Dentro de la austeridad del románico, los sepulcros, los epitafios y las inscripciones dan testimonio de la importancia que ya en la Edad Media tenía el negocio de la salvación eterna.

Nobles que legaban enormes extensiones de tierra y productivos fundos; caballeros que donaban el precioso botín de guerra; castas esposas que aportaban su contribución al culto y a levantar esplendidos monasterios; todos ellos eran enterrados en las Iglesias, construyéndose capillas para su descanso y recibiendo del clero la garantía de felicidad en la otra vida para toda la eternidad.

Siempre he sentido, por otra parte, curiosidad por el tratamiento y la práctica de la sexualidad en los conventos. No creo, pues, que el placer esté reñido con Dios y mucho menos cuando hay personas que dedican su vida o buena parte de ella a glorificarlo con la oración, con la liturgia y con la privación de una buena parte de los bienes materiales.

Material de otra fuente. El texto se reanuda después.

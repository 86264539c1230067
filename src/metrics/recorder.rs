//! Metrics recorder for device sessions and transfer jobs

use crate::transport::TransportKind;
use metrics::{counter, describe_counter, describe_gauge, describe_histogram, gauge, histogram};
use std::sync::atomic::{AtomicBool, Ordering};
use std::time::Duration;

static METRICS_INITIALIZED: AtomicBool = AtomicBool::new(false);

/// Initialize metric descriptions (call once at startup)
pub fn init_metrics() {
    if METRICS_INITIALIZED.swap(true, Ordering::SeqCst) {
        return;
    }

    // Sessions
    describe_counter!(
        "fieldsync_connect_attempts_total",
        "Connection attempts issued to the radio"
    );
    describe_counter!(
        "fieldsync_connect_failures_total",
        "Connection attempts that ended in error"
    );
    describe_counter!("fieldsync_probes_total", "File probes by outcome");
    describe_histogram!(
        "fieldsync_probe_files",
        "Number of files reported by a successful probe"
    );

    // Retrieval
    describe_counter!(
        "fieldsync_files_downloaded_total",
        "Files retrieved from devices"
    );
    describe_counter!(
        "fieldsync_bytes_downloaded_total",
        "Bytes retrieved from devices"
    );
    describe_counter!("fieldsync_uploads_total", "Backend uploads by outcome");
    describe_counter!(
        "fieldsync_bytes_uploaded_total",
        "Bytes accepted by the backend"
    );

    // Jobs
    describe_counter!("fieldsync_jobs_started_total", "Transfer jobs started");
    describe_counter!(
        "fieldsync_jobs_completed_total",
        "Transfer jobs that completed"
    );
    describe_counter!(
        "fieldsync_jobs_failed_total",
        "Transfer jobs that ended in error"
    );
    describe_counter!("fieldsync_job_retries_total", "Transfer job re-attempts");
    describe_gauge!("fieldsync_active_jobs", "Transfer jobs currently running");
    describe_histogram!(
        "fieldsync_job_duration_seconds",
        "Wall time of a transfer job, retries included"
    );

    describe_gauge!("fieldsync_queue_depth", "Entries waiting in the upload queue");
}

// ============== Sessions ==============

pub fn record_connect_attempt() {
    counter!("fieldsync_connect_attempts_total").increment(1);
}

pub fn record_connect_failed(kind: &str) {
    counter!("fieldsync_connect_failures_total", "kind" => kind.to_string()).increment(1);
}

pub fn record_probe(ok: bool, file_count: usize) {
    let outcome = if ok { "ok" } else { "failed" };
    counter!("fieldsync_probes_total", "outcome" => outcome).increment(1);
    if ok {
        histogram!("fieldsync_probe_files").record(file_count as f64);
    }
}

// ============== Retrieval ==============

pub fn record_download(transport: TransportKind, bytes: u64) {
    let transport = transport.to_string();
    counter!("fieldsync_files_downloaded_total", "transport" => transport.clone()).increment(1);
    counter!("fieldsync_bytes_downloaded_total", "transport" => transport).increment(bytes);
}

pub fn record_upload(ok: bool, bytes: u64) {
    let outcome = if ok { "ok" } else { "failed" };
    counter!("fieldsync_uploads_total", "outcome" => outcome).increment(1);
    if ok {
        counter!("fieldsync_bytes_uploaded_total").increment(bytes);
    }
}

// ============== Jobs ==============

pub fn record_job_started() {
    counter!("fieldsync_jobs_started_total").increment(1);
    gauge!("fieldsync_active_jobs").increment(1.0);
}

pub fn record_job_completed(duration: Duration) {
    counter!("fieldsync_jobs_completed_total").increment(1);
    gauge!("fieldsync_active_jobs").decrement(1.0);
    histogram!("fieldsync_job_duration_seconds").record(duration.as_secs_f64());
}

pub fn record_job_failed(kind: &str, duration: Duration) {
    counter!("fieldsync_jobs_failed_total", "kind" => kind.to_string()).increment(1);
    gauge!("fieldsync_active_jobs").decrement(1.0);
    histogram!("fieldsync_job_duration_seconds").record(duration.as_secs_f64());
}

pub fn record_job_retry() {
    counter!("fieldsync_job_retries_total").increment(1);
}

// ============== Queue ==============

pub fn set_queue_depth(depth: usize) {
    gauge!("fieldsync_queue_depth").set(depth as f64);
}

Dentro de mi interminable búsqueda, y de visita a uno de los monasterios del románico tardío, me llamó poderosamente la atención un precioso sepulcro, entre un conjunto de doce; tallados en piedra blanca; desgastadas las aristas por el paso del tiempo; y todos con el nombre, el título, el año de fallecimiento y una corta referencia a la vida devota del difunto Sólo uno, el que llamó mi atención, no tenía grabado el nombre, ni el año de fallecimiento, ni consideración alguna sobre la vida de su morador. Solamente se leía “Hic dormit sepulta femina” (Aquí duerme una mujer sepultada).

Aquel encuentro despertó mi curiosidad y me propuse averiguar quién había sido aquella mujer dormida.

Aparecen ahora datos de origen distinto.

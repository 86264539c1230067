use crate::backend::error::BackendResult;
use crate::backend::types::{BleStatus, UploadReceipt, UploadRequest};
use crate::device::DeviceId;
use async_trait::async_trait;

#[async_trait]
pub trait BackendApi: Send + Sync {
    /// Connection lifecycle telemetry (`POST /machine/{id}/ble-status`)
    async fn post_ble_status(&self, device_id: DeviceId, status: BleStatus) -> BackendResult<()>;

    /// Deliver one retrieved file; success means the backend stored it
    async fn upload_file(&self, request: UploadRequest) -> BackendResult<UploadReceipt>;
}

Después de una interesante e intensa consulta bibliográfica, conversaciones con personal al servicio de la conservación del monasterio y notas caligráficas de algunos monjes cistercienses, pude constatar que aquella mujer dormida era Blanca Gómez de Castrogeriz, muerta a la edad de veinticinco años.

Debió ser una mujer atractiva y hermosa, de pelo rubio y lacio que todavía conservaba intacto cuando, después de siete siglos, abrieron su sepultura.

Hija de un humilde villano, se enamoró y enamoró perdidamente al entonces Abad del monasterio para el que su padre contribuía con su trabajo.

Cuenta la leyenda que el Abad, enloquecido por su muerte prematura, quiso enterrarla en la Iglesia para procurarle la felicidad eterna.

Hoy, un sepulcro anónimo, intemporal y la sola referencia a una mujer dormida, son el único testimonio de lo que fue una bonita historia de amor apasionado por la que un monje murió después de haber encontrado el cielo en esta tierra.